Since February is the month of love, it seems appropriate to talk about the heart this week.
We all know how important the heart is. Perhaps some of us have family members with cardiac issues, we may even suffer from heart problems ourselves. The dangers of a heart attack are well known, the severity of which range from mild to fatal. The heart does more than just keep us alive though, it also has a significant impact on the quality of our life and our health.
The heart pumps blood around our body using four chambers separated by valves that open and close to allow passage and effective movement of blood. The rhythmic “lub dub” sound that we recognise as a heartbeat is the sound of these sets of valves closing as blood is squeezed through these chambers towards the rest of the body. The blood then transports oxygen and other nutrients to the organs of the body and all the way to the fingers and toes.
The blood vessels act as a vast road map, with the large motorway like vessels carrying large amounts of blood before splitting off into A roads and tiny B roads called capillaries. Capillaries are so thin that their walls are only a single cell thick and we’d need a microscope to see them. Through these thin walls, nutrients are delivered and exchanged before the blood makes it’s return journey back to the heart.
On it’s way, the blood stops off at the lungs to gather fresh oxygen, before re-entering the heart chambers and starting the cycle again. This is the reason that breathlessness can often accompany heart problems and why unexplained breathlessness should always be checked by a doctor.
If the heart is not working as well as it should, perhaps due to an ongoing heart condition or medication needed to manage a heart problem, then we may no longer feel at our best.
Some proven medicines, like beta blockers, slow down the heart rate, which is a way of protecting a cardiovascular system that is at risk of more serious complications. If blood isn’t moving quite as effectively through the body, we may find that our circulation is poor, our hands and feet are much colder and we generally have less energy or don’t quite feel on top of our game.
The herb I use to protect and support the heart is hawthorn, a common hedgerow plant that is used across the UK and is easily found along many country pathways and walks. Hawthorn trees have small, green, lobed leaves interspersed with tiny thorns among the branches, so if you’re harvesting your own, watch out!

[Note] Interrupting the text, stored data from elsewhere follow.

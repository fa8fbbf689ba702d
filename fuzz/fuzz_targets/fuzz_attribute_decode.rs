#![no_main]

use libfuzzer_sys::fuzz_target;
use mal_transport::core::{AttributeDecoder, WireProfile};

fuzz_target!(|data: &[u8]| {
    let Some((&mode, body)) = data.split_first() else {
        return;
    };
    let profile = WireProfile::spp(mode & 1 == 1);

    // Arbitrary bytes must produce values or errors, never panics or hangs
    let mut decoder = AttributeDecoder::from_slice(body, profile);
    while decoder.remaining() != Some(0) {
        if decoder.decode_nullable_attribute().is_err() {
            break;
        }
    }

    let mut decoder = AttributeDecoder::from_slice(body, profile);
    if let Ok(list) = decoder.create_list_decoder(AttributeDecoder::decode_nullable_string) {
        for item in list {
            if item.is_err() {
                break;
            }
        }
    }
});
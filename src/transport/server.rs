//! Server entry points.
//!
//! `start_server` binds the configured TCP address and stops on ctrl-c.
//! `start_server_with_shutdown` runs on any [`Listener`] and stops when its
//! shutdown channel fires. On shutdown the acceptor stops first, then open
//! connections get `shutdown_timeout` to finish before they are cancelled.
//! Both return only after every receiver has exited and every packet already
//! queued for dispatch has been handled.

use std::sync::Arc;
use std::time::Duration;

use tokio::net::TcpListener;
use tokio::sync::mpsc;
use tokio_util::task::TaskTracker;
use tracing::{info, instrument, warn};

use crate::config::TransportConfig;
use crate::error::Result;
use crate::transport::acceptor::{ConnectionAcceptor, Listener};
use crate::transport::dispatch::PacketHandler;
use crate::transport::{TransportContext, TransportEvents};
use crate::utils::metrics::{Metrics, Timer};

const DRAIN_LOG_INTERVAL: Duration = Duration::from_millis(100);

/// Start a TCP server for the configured address
#[instrument(skip_all, fields(address = %config.server.address))]
pub async fn start_server(
    config: TransportConfig,
    handler: Arc<dyn PacketHandler>,
    events: Arc<dyn TransportEvents>,
) -> Result<()> {
    config.validate_strict()?;

    let listener = TcpListener::bind(&config.server.address).await?;
    info!(address = %config.server.address, "Listening");

    let (shutdown_tx, shutdown_rx) = mpsc::channel::<()>(1);

    tokio::spawn(async move {
        if let Ok(()) = tokio::signal::ctrl_c().await {
            info!("Received CTRL+C signal, shutting down");
            let _ = shutdown_tx.send(()).await;
        }
    });

    start_server_with_shutdown(listener, config, handler, events, shutdown_rx).await
}

/// Run a server on `listener` until `shutdown_rx` fires
#[instrument(skip_all)]
pub async fn start_server_with_shutdown<L: Listener>(
    listener: L,
    config: TransportConfig,
    handler: Arc<dyn PacketHandler>,
    events: Arc<dyn TransportEvents>,
    shutdown_rx: mpsc::Receiver<()>,
) -> Result<()> {
    let context = Arc::new(TransportContext::new(&config, handler, events));
    let metrics = context.metrics.clone();

    let acceptor = ConnectionAcceptor::new(listener, context.clone());
    let connections = acceptor.connections_token();
    let receivers = acceptor.receivers();
    acceptor.run(shutdown_rx).await;
    receivers.close();

    info!("Shutting down server. Waiting for connections to close...");
    let _timer = Timer::start("shutdown_drain");
    if !drain(&receivers, &metrics, config.server.shutdown_timeout).await {
        warn!("Shutdown timeout reached, closing remaining connections");
        connections.cancel();
        receivers.wait().await;
    }

    context.dispatch.shutdown().await;
    info!("Dispatch queues drained");

    metrics.log_metrics();
    Ok(())
}

/// Wait for every receiver to exit. False on timeout.
async fn drain(receivers: &TaskTracker, metrics: &Metrics, timeout: Duration) -> bool {
    let deadline = tokio::time::sleep(timeout);
    tokio::pin!(deadline);
    let mut progress = tokio::time::interval(DRAIN_LOG_INTERVAL);

    loop {
        tokio::select! {
            _ = receivers.wait() => {
                info!("All connections closed, shutting down");
                return true;
            }
            _ = &mut deadline => return false,
            _ = progress.tick() => {
                let connections = metrics.active_connections();
                info!(connections = %connections, "Waiting for connections to close");
            }
        }
    }
}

During spring, the young shoots of hawthorns can be eaten as fresh greens and were actually known as bread and cheese among children who would pick and eat them, back when foraging was a more common way of life. Naturally, the hawthorn shoots taste nothing like bread and cheese but they are rich in nutrients, as are the flowers and the bright red berries that fruit from them.
I use hawthorn to protect the heart and also to improve it’s efficiency. It is known among herbalists to improve “cardiac output” without putting further strain on the heart. It is also an incredibly safe herb to use and works well alongside most common medications for cardiac problems.
As always though, I’d recommend checking any specific medications with a herbalist or a pharmacist to identify possible interactions.
Foraged hawthorn can be used in all manner of kitchen recipes, but to maintain it’s potency without the added sugar found in jams or jellies, I prefer hawthorn tincture. I consider hawthorn to be an essential base in any medicine I make for anyone with concerns about the health of their heart, especially if their issues come with tiredness and poor circulation.
Obviously, heart problems should be managed by a doctor or cardio specialist but that doesn’t mean you cannot help yourself alongside your primary care.
Hawthorn has a long history as a heart protector and is a perfect way to show your heart some extra love when it needs it.